WHAT IS NEEDED:
Filter the entries below down to the lines that hold "TurnPhase".

INFORMATION GIVEN:
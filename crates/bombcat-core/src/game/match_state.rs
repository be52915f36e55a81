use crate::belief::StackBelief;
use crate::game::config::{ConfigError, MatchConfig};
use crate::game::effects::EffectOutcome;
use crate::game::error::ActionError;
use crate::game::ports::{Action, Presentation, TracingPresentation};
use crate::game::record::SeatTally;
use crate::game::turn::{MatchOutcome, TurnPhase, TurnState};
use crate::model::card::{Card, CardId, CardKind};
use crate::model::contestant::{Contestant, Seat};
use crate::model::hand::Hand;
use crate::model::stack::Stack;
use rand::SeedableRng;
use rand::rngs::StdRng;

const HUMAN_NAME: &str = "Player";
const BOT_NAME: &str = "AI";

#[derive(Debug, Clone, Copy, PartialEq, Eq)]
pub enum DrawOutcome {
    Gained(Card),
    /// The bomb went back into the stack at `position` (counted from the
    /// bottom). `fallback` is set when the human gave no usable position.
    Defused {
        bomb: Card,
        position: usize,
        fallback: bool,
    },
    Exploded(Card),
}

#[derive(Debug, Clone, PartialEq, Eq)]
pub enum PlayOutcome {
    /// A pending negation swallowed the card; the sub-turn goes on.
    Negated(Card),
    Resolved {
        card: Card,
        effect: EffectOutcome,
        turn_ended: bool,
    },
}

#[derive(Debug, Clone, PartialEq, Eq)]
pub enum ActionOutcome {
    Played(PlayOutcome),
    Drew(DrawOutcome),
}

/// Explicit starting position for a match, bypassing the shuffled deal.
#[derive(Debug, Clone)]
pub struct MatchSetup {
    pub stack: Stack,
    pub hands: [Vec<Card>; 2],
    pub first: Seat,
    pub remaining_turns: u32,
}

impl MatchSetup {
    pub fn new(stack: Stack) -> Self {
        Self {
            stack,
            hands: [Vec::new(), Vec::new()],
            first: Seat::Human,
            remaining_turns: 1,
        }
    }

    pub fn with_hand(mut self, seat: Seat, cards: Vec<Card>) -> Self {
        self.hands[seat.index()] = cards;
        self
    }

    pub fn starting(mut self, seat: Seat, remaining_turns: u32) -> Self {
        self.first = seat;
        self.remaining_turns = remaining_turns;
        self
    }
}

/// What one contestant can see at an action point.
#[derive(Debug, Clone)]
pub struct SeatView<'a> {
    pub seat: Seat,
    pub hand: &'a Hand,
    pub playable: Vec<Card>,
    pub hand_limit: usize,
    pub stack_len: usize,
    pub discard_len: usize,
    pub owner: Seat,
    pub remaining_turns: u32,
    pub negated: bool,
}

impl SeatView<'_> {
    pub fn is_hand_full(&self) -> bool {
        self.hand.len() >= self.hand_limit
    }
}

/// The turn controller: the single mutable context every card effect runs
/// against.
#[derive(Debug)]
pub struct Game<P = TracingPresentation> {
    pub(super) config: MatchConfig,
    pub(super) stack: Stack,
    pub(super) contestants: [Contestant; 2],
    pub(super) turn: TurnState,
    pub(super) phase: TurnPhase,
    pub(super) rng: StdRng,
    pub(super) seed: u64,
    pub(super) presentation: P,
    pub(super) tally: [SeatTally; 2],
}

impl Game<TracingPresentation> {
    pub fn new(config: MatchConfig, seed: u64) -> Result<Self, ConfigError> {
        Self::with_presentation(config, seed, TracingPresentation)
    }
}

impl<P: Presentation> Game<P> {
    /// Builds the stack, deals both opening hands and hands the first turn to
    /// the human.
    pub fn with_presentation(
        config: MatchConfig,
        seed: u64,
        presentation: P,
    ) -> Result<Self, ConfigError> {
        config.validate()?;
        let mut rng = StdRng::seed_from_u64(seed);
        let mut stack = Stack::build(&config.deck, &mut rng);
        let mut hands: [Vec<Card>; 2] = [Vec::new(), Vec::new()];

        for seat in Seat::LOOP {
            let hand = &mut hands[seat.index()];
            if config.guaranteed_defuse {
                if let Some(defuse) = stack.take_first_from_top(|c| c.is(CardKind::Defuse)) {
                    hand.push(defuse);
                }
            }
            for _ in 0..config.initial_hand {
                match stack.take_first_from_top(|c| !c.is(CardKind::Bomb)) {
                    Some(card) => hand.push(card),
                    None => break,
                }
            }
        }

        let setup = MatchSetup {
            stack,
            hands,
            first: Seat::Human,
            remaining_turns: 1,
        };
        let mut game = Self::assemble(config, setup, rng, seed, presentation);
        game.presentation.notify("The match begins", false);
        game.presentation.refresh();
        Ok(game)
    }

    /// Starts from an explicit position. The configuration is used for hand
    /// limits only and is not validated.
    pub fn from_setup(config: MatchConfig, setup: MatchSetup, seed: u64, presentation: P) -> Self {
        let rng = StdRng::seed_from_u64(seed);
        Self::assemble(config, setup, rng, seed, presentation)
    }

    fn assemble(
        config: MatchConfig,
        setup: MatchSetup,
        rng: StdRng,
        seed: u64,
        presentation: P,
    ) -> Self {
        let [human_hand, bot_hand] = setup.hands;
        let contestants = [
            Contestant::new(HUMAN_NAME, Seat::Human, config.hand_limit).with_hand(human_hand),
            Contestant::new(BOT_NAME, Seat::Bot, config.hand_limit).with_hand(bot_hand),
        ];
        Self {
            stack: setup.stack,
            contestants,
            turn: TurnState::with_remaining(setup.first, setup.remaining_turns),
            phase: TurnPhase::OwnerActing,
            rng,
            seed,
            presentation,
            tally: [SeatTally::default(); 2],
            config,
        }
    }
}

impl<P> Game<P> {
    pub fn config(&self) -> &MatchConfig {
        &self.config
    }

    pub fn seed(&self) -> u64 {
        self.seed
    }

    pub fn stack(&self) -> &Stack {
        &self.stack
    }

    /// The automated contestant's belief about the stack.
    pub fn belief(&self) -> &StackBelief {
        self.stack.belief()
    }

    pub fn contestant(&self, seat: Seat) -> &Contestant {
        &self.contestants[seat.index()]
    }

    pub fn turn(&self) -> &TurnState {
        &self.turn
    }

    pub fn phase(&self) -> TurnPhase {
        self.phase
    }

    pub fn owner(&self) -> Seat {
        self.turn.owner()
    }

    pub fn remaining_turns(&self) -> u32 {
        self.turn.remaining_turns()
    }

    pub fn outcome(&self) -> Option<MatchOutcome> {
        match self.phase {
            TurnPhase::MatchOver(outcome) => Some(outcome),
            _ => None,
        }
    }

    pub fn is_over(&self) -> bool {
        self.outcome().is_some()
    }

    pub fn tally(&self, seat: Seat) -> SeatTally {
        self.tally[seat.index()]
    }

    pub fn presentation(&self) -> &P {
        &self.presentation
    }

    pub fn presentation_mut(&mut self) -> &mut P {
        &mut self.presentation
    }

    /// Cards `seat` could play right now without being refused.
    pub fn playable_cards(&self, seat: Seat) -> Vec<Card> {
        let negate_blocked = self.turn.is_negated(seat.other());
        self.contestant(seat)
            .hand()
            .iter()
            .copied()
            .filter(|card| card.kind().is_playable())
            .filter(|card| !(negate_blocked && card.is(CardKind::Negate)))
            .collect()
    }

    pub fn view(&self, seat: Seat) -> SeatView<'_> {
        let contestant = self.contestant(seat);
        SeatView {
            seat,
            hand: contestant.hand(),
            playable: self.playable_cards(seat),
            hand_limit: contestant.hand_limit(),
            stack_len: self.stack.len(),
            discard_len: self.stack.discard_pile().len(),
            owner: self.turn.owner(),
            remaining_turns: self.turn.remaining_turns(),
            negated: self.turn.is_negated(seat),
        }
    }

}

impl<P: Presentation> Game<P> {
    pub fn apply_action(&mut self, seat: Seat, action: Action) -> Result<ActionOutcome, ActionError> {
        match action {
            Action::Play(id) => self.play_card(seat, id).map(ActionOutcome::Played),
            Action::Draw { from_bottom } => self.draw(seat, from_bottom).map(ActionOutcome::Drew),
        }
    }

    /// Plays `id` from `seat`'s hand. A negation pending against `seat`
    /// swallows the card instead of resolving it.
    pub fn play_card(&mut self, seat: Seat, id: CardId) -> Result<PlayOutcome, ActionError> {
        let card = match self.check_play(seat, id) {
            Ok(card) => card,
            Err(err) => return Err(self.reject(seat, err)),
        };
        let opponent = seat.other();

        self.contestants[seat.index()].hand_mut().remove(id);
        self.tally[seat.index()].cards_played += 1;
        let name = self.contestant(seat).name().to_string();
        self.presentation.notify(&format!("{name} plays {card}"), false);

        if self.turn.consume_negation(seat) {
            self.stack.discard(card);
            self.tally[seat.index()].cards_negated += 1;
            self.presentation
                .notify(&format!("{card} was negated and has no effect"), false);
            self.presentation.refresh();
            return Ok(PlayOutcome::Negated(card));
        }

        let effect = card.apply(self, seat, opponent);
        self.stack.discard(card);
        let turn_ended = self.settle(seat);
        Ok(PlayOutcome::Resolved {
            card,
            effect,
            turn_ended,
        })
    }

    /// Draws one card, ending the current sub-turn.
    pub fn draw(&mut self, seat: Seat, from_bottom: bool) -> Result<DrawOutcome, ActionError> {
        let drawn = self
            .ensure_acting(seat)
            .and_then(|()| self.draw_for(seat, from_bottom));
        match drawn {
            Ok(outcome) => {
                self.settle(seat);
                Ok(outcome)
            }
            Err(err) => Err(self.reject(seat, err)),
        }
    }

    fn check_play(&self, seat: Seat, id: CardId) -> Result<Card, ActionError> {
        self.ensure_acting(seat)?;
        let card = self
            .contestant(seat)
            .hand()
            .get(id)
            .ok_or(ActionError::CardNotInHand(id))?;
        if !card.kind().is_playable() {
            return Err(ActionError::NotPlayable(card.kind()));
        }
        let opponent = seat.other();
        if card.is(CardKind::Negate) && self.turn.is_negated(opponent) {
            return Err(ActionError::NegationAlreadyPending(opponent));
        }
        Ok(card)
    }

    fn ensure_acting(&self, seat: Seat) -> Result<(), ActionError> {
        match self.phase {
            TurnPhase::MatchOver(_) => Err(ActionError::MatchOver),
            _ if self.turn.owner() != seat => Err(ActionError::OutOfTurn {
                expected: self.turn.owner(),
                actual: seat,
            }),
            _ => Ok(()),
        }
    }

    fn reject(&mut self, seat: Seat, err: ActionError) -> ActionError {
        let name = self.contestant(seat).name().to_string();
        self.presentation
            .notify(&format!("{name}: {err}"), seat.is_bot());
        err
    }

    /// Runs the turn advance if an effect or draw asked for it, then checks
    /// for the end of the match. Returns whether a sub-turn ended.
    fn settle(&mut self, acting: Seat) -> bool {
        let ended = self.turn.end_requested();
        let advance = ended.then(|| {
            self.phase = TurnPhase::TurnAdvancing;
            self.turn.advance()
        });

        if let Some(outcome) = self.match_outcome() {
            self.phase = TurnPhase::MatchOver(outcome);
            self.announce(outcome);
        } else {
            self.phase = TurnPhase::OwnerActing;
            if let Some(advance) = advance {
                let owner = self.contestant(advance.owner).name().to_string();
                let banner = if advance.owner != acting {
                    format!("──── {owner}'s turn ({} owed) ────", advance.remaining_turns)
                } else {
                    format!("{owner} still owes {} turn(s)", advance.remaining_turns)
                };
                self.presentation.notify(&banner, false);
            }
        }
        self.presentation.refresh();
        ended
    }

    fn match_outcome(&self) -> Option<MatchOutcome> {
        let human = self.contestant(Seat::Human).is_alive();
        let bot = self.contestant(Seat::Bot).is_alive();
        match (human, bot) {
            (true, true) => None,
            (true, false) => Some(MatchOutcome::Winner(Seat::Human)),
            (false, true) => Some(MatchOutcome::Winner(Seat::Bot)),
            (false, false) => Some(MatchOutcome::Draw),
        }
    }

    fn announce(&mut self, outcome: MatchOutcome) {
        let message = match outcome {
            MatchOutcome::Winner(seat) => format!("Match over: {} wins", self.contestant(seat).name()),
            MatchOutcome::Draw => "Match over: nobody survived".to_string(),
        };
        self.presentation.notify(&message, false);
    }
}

SOLUTION TO THE PROBLEM:
use crate::game::turn::{MatchOutcome, TurnPhase, TurnState};
    pub(super) phase: TurnPhase,
            phase: TurnPhase::OwnerActing,
    pub fn phase(&self) -> TurnPhase {
            TurnPhase::MatchOver(outcome) => Some(outcome),
            TurnPhase::MatchOver(_) => Err(ActionError::MatchOver),
            self.phase = TurnPhase::TurnAdvancing;
            self.phase = TurnPhase::MatchOver(outcome);
            self.phase = TurnPhase::OwnerActing;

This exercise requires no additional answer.